Terminology Talk – Job vs. Position

January 28, 2022

We commonly use the terms Job and Position interchangeably, but there is a technical difference. Positions are separate business objects that we can create and modify without the necessity of a worker in the position. This distinction means that Positions may be unfilled, filled, or closed. Jobs, however, must always have a worker. These distinctions are reflected in Workday’s two staffing models for supervisory organizations; Position Management (PM) and Job Management (JM). Since JM organizations do not have positions, they are always “fully staffed” as no vacant positions exist.

Here is an analogy. Think of jobs as eggs. The combination of egg yolks (workers) and egg whites (positions) is a job.
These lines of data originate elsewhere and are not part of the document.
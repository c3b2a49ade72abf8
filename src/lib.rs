pub mod collab;
pub mod config;
pub mod core;
pub mod logging;
pub mod menu;
pub mod model;
pub mod notify;
pub mod playlist;
pub mod queue;
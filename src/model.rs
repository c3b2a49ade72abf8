use serde::{Deserialize, Serialize};
use std::collections::HashMap;

#[derive(Debug, Clone, Copy, PartialEq, Eq, Serialize, Deserialize, Default)]
#[serde(rename_all = "lowercase")]
pub enum ItemKind {
    #[default]
    Song,
    Episode,
}

impl ItemKind {
    pub fn label(self) -> &'static str {
        match self {
            Self::Song => "Song",
            Self::Episode => "Episode",
        }
    }
}

#[derive(Debug, Clone, PartialEq, Eq, Serialize, Deserialize)]
pub struct Artist {
    pub id: String,
    pub name: String,
}

#[derive(Debug, Clone, PartialEq, Eq, Serialize, Deserialize, Default)]
pub struct ArtistMap {
    #[serde(default)]
    pub primary_artists: Vec<Artist>,
    #[serde(default)]
    pub featured_artists: Vec<Artist>,
}

#[derive(Debug, Clone, PartialEq, Eq, Serialize, Deserialize)]
pub struct Song {
    pub id: String,
    pub name: String,
    pub subtitle: String,
    pub url: String,
    pub image: String,
    #[serde(default)]
    pub artist_map: ArtistMap,
    pub download_url: String,
    #[serde(default)]
    pub explicit: bool,
    #[serde(default)]
    pub album_url: Option<String>,
}

#[derive(Debug, Clone, PartialEq, Eq, Serialize, Deserialize)]
pub struct Episode {
    pub id: String,
    pub name: String,
    pub subtitle: String,
    pub url: String,
    pub image: String,
    #[serde(default)]
    pub artist_map: ArtistMap,
}

/// The only shape the player queue holds.
#[derive(Debug, Clone, PartialEq, Eq, Serialize, Deserialize)]
pub struct QueueEntry {
    pub id: String,
    pub name: String,
    pub subtitle: String,
    #[serde(rename = "type", default)]
    pub kind: ItemKind,
    pub url: String,
    pub image: String,
    #[serde(default)]
    pub artists: Vec<String>,
    pub download_url: String,
}

impl From<&Song> for QueueEntry {
    fn from(song: &Song) -> Self {
        Self {
            id: song.id.clone(),
            name: song.name.clone(),
            subtitle: song.subtitle.clone(),
            kind: ItemKind::Song,
            url: song.url.clone(),
            image: song.image.clone(),
            artists: song
                .artist_map
                .featured_artists
                .iter()
                .map(|artist| artist.name.clone())
                .collect(),
            download_url: song.download_url.clone(),
        }
    }
}

/// Anything the action menu can be opened on.
#[derive(Debug, Clone, PartialEq, Eq, Serialize, Deserialize)]
#[serde(rename_all = "snake_case")]
pub enum PlayableItem {
    Song(Song),
    Episode(Episode),
    Queued(QueueEntry),
}

impl PlayableItem {
    pub fn id(&self) -> &str {
        match self {
            Self::Song(song) => &song.id,
            Self::Episode(episode) => &episode.id,
            Self::Queued(entry) => &entry.id,
        }
    }

    pub fn name(&self) -> &str {
        match self {
            Self::Song(song) => &song.name,
            Self::Episode(episode) => &episode.name,
            Self::Queued(entry) => &entry.name,
        }
    }

    pub fn subtitle(&self) -> &str {
        match self {
            Self::Song(song) => &song.subtitle,
            Self::Episode(episode) => &episode.subtitle,
            Self::Queued(entry) => &entry.subtitle,
        }
    }

    pub fn url(&self) -> &str {
        match self {
            Self::Song(song) => &song.url,
            Self::Episode(episode) => &episode.url,
            Self::Queued(entry) => &entry.url,
        }
    }

    pub fn image(&self) -> &str {
        match self {
            Self::Song(song) => &song.image,
            Self::Episode(episode) => &episode.image,
            Self::Queued(entry) => &entry.image,
        }
    }

    /// Queue entries carry their own type tag, so an episode that was queued
    /// elsewhere still reports `Episode`.
    pub fn kind(&self) -> ItemKind {
        match self {
            Self::Song(_) => ItemKind::Song,
            Self::Episode(_) => ItemKind::Episode,
            Self::Queued(entry) => entry.kind,
        }
    }

    pub fn is_episode(&self) -> bool {
        self.kind() == ItemKind::Episode
    }

    pub fn album_url(&self) -> Option<&str> {
        match self {
            Self::Song(song) => song.album_url.as_deref(),
            Self::Episode(_) | Self::Queued(_) => None,
        }
    }

    pub fn primary_artists(&self) -> Vec<String> {
        match self {
            Self::Song(Song { artist_map, .. }) | Self::Episode(Episode { artist_map, .. }) => {
                artist_map
                    .primary_artists
                    .iter()
                    .map(|artist| artist.name.clone())
                    .collect()
            }
            Self::Queued(entry) => entry.artists.clone(),
        }
    }
}

/// Projects an item into the queue shape. Queue entries pass through
/// unchanged; episodes cannot be queued and yield `None`.
pub fn normalize(item: &PlayableItem) -> Option<QueueEntry> {
    match item {
        PlayableItem::Song(song) => Some(QueueEntry::from(song)),
        PlayableItem::Queued(entry) => Some(entry.clone()),
        PlayableItem::Episode(_) => None,
    }
}

#[derive(Debug, Clone, PartialEq, Eq, Serialize, Deserialize)]
pub struct PlaylistSummary {
    pub id: String,
    pub name: String,
}

#[derive(Debug, Clone, PartialEq, Eq, Serialize, Deserialize, Default)]
pub struct Playlist {
    pub name: String,
    #[serde(default)]
    pub item_ids: Vec<String>,
}

#[derive(Debug, Clone, Serialize, Deserialize)]
pub struct PersistedState {
    #[serde(default)]
    pub queue: Vec<QueueEntry>,
    #[serde(default)]
    pub current_index: Option<usize>,
    #[serde(default)]
    pub playlists: HashMap<String, Playlist>,
    #[serde(default = "default_login_route")]
    pub login_route: String,
}

fn default_login_route() -> String {
    String::from("/login")
}

impl Default for PersistedState {
    fn default() -> Self {
        Self {
            queue: Vec::new(),
            current_index: None,
            playlists: HashMap::new(),
            login_route: default_login_route(),
        }
    }
}

impl PersistedState {
    pub fn playlist_summaries(&self) -> Vec<PlaylistSummary> {
        let mut summaries: Vec<PlaylistSummary> = self
            .playlists
            .iter()
            .map(|(id, playlist)| PlaylistSummary {
                id: id.clone(),
                name: playlist.name.clone(),
            })
            .collect();
        summaries.sort_by_cached_key(|summary| summary.name.to_ascii_lowercase());
        summaries
    }
}
//! File logging. Notices go to stdout, so diagnostics are kept out of it.

use std::path::Path;
use tracing_appender::non_blocking::WorkerGuard;
use tracing_appender::rolling::{RollingFileAppender, Rotation};
use tracing_subscriber::{EnvFilter, fmt, layer::SubscriberExt, util::SubscriberInitExt};

const LOG_FILE_PREFIX: &str = "tune-menu.log";
const DEFAULT_FILTER: &str = "tune_menu=debug,warn";

/// Installs the global subscriber writing daily-rotated files under `dir`.
/// `RUST_LOG` overrides the default filter. Keep the guard alive until exit
/// or buffered lines are lost.
pub fn init_logging(dir: &Path) -> anyhow::Result<WorkerGuard> {
    std::fs::create_dir_all(dir)?;

    let file_appender = RollingFileAppender::new(Rotation::DAILY, dir, LOG_FILE_PREFIX);
    let (writer, guard) = tracing_appender::non_blocking(file_appender);

    let filter =
        EnvFilter::try_from_default_env().unwrap_or_else(|_| EnvFilter::new(DEFAULT_FILTER));

    tracing_subscriber::registry()
        .with(filter)
        .with(
            fmt::layer()
                .with_writer(writer)
                .with_ansi(false)
                .with_target(true),
        )
        .try_init()?;

    tracing::info!(dir = %dir.display(), "logging initialized");
    Ok(guard)
}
In a JM org, the eggs are always scrambled. You can have both egg whites (vacant positions) and whole eggs (filled positions) in a PM organization.
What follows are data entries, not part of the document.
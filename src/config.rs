use crate::model::PersistedState;
use anyhow::{Context, Result};
use std::env;
use std::fs;
use std::path::{Path, PathBuf};

const APP_DIR: &str = "tune-menu";
const STATE_FILE: &str = "state.json";
const DIR_OVERRIDE_VAR: &str = "TUNE_MENU_CONFIG_DIR";

/// Where the session state lives on disk. Resolved once per run.
#[derive(Debug, Clone, PartialEq, Eq)]
pub struct StatePaths {
    root: PathBuf,
}

impl StatePaths {
    /// `TUNE_MENU_CONFIG_DIR` wins; otherwise `~/.config/tune-menu`.
    pub fn resolve() -> Result<Self> {
        if let Ok(override_dir) = env::var(DIR_OVERRIDE_VAR) {
            return Ok(Self::at(override_dir));
        }

        let home = env::var("HOME")
            .or_else(|_| env::var("USERPROFILE"))
            .context("neither HOME nor USERPROFILE is set")?;
        Ok(Self::at(PathBuf::from(home).join(".config").join(APP_DIR)))
    }

    pub fn at(root: impl Into<PathBuf>) -> Self {
        Self { root: root.into() }
    }

    pub fn root(&self) -> &Path {
        &self.root
    }

    pub fn state_file(&self) -> PathBuf {
        self.root.join(STATE_FILE)
    }

    pub fn ensure_root(&self) -> Result<&Path> {
        fs::create_dir_all(&self.root)
            .with_context(|| format!("failed to create {}", self.root.display()))?;
        Ok(&self.root)
    }

    /// A missing file is a fresh session, not an error.
    pub fn load(&self) -> Result<PersistedState> {
        let path = self.state_file();
        if !path.exists() {
            return Ok(PersistedState::default());
        }

        let raw = fs::read_to_string(&path)
            .with_context(|| format!("failed to read state file {}", path.display()))?;
        serde_json::from_str(&raw)
            .with_context(|| format!("failed to parse state file {}", path.display()))
    }

    pub fn save(&self, state: &PersistedState) -> Result<()> {
        self.ensure_root()?;
        let path = self.state_file();
        let json = serde_json::to_string_pretty(state)?;
        fs::write(&path, json).with_context(|| format!("failed to write {}", path.display()))
    }
}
So, are the two terms distinguished strictly by the staffing model? No, even in a PM org, one can refer to a filled position as a “job.” An example of this is the Change Job business process. That process is available in both PM and JM orgs, but in PM organizations, it is only available for jobs, which in the case of PM orgs means filled positions. You can initiate Start Job Change for a worker but not for a vacant position. Compared to Edit Position Restrictions, which you can perform on a position with or without a worker. In other words, processes with “job” in the name will require a worker, but processes with “position” in the name require a position (vacant or filled). And “job requisitions?” That business process is for finding a worker to create a job.